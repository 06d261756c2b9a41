use std::sync::Arc;

use axum::extract::DefaultBodyLimit;
use axum::routing::get;
use metrics_exporter_prometheus::PrometheusBuilder;
use tower_http::compression::CompressionLayer;
use tower_http::cors::CorsLayer;
use tower_http::limit::RequestBodyLimitLayer;
use tower_http::trace::TraceLayer;
use tracing_subscriber::EnvFilter;

use job_relay::app_state::AppState;
use job_relay::config::AppConfig;
use job_relay::models::job::JobKind;
use job_relay::routes;
use job_relay::services::{
    backend::{BackendSet, ComfyUiBackend, JobBackend, WebhookBackend},
    coordinator::JobCoordinator,
    media::{HttpMediaSource, MediaFetcher},
    results::ResultStore,
};

const MAX_UPLOAD_BYTES: usize = 25 * 1024 * 1024;

#[tokio::main]
async fn main() {
    // Initialize structured logging
    tracing_subscriber::fmt()
        .with_env_filter(
            EnvFilter::try_from_default_env().unwrap_or_else(|_| EnvFilter::new("info")),
        )
        .json()
        .init();

    // Load configuration from environment
    let config = AppConfig::from_env().expect("Failed to load configuration from environment");
    let endpoints = config.endpoints().expect("Invalid backend endpoint configuration");
    let engine_config = config.engine_config().expect("Invalid engine configuration");

    tracing::info!("Initializing job relay");

    // Initialize Prometheus metrics recorder
    let prometheus_handle = PrometheusBuilder::new()
        .install_recorder()
        .expect("Failed to install Prometheus metrics recorder");
    let prometheus_handle = Arc::new(prometheus_handle);
    routes::metrics::describe_metrics();

    let http = reqwest::Client::builder()
        .timeout(config.request_timeout())
        .build()
        .expect("Failed to build HTTP client");

    tracing::info!(url = %endpoints.comfyui, "Using ComfyUI backend for generation jobs");
    let comfyui: Arc<dyn JobBackend> = Arc::new(
        ComfyUiBackend::new(http.clone(), endpoints.comfyui.clone())
            .expect("Failed to initialize ComfyUI backend"),
    );

    tracing::info!(url = %endpoints.analysis_submit, "Using webhook backend for prompt analysis");
    let analysis: Arc<dyn JobBackend> = Arc::new(WebhookBackend::new(
        http.clone(),
        endpoints.analysis_submit.clone(),
        endpoints.analysis_poll.clone(),
    ));

    let backends = BackendSet::new()
        .with(JobKind::ImageGeneration, comfyui.clone())
        .with(JobKind::VideoGeneration, comfyui)
        .with(JobKind::PromptAnalysis, analysis);

    let results = Arc::new(ResultStore::new(config.result_retention));
    let engine = JobCoordinator::new(backends, engine_config).with_result_sink(results.clone());
    let media = MediaFetcher::new(Arc::new(HttpMediaSource::new(http)), config.retry_policy());
    let state = AppState::new(engine, results, media);
    let engine = state.engine.clone();

    let app = routes::api_router(state)
        // Prometheus metrics endpoint (separate state)
        .route(
            "/metrics",
            get(routes::metrics::prometheus_metrics).with_state(prometheus_handle),
        )
        .layer(TraceLayer::new_for_http())
        .layer(CompressionLayer::new())
        .layer(CorsLayer::permissive())
        .layer(DefaultBodyLimit::max(MAX_UPLOAD_BYTES))
        .layer(RequestBodyLimitLayer::new(MAX_UPLOAD_BYTES));

    let listener = tokio::net::TcpListener::bind(&config.bind_addr)
        .await
        .expect("Failed to bind to address");

    tracing::info!("Job relay listening on {}", config.bind_addr);

    axum::serve(listener, app)
        .with_graceful_shutdown(shutdown_signal())
        .await
        .expect("Server error");

    let stopped = engine.shutdown();
    tracing::info!(stopped, "Job relay stopped");
}

async fn shutdown_signal() {
    if let Err(e) = tokio::signal::ctrl_c().await {
        tracing::error!(error = %e, "Failed to listen for shutdown signal");
        std::future::pending::<()>().await;
    }
    tracing::info!("Shutdown signal received");
}
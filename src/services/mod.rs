pub mod backend;
pub mod coordinator;
pub mod correlation;
pub mod media;
pub mod normalizer;
pub mod registry;
pub mod results;
pub mod retry;
pub mod scheduler;
pub mod timeout;
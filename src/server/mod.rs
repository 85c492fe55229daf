pub mod auth;
mod http_layers;
mod mcp_routes;
mod server;
pub mod state;
mod tool_routes;

pub use auth::Caller;
pub use http_layers::*;
pub use server::{make_app, run_server};
pub use state::ServerState;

* About this task
Please output only the lines from the first line of the entries through the line with "use job_relay::routes;", both included, exactly as written.

* Written answer
repository 06d261756c2b9a41
use std::sync::Arc;

use axum::extract::DefaultBodyLimit;
use axum::routing::get;
use metrics_exporter_prometheus::PrometheusBuilder;
use tower_http::compression::CompressionLayer;
use tower_http::cors::CorsLayer;
use tower_http::limit::RequestBodyLimitLayer;
use tower_http::trace::TraceLayer;
use tracing_subscriber::EnvFilter;

use job_relay::app_state::AppState;
use job_relay::config::AppConfig;
use job_relay::models::job::JobKind;
use job_relay::routes;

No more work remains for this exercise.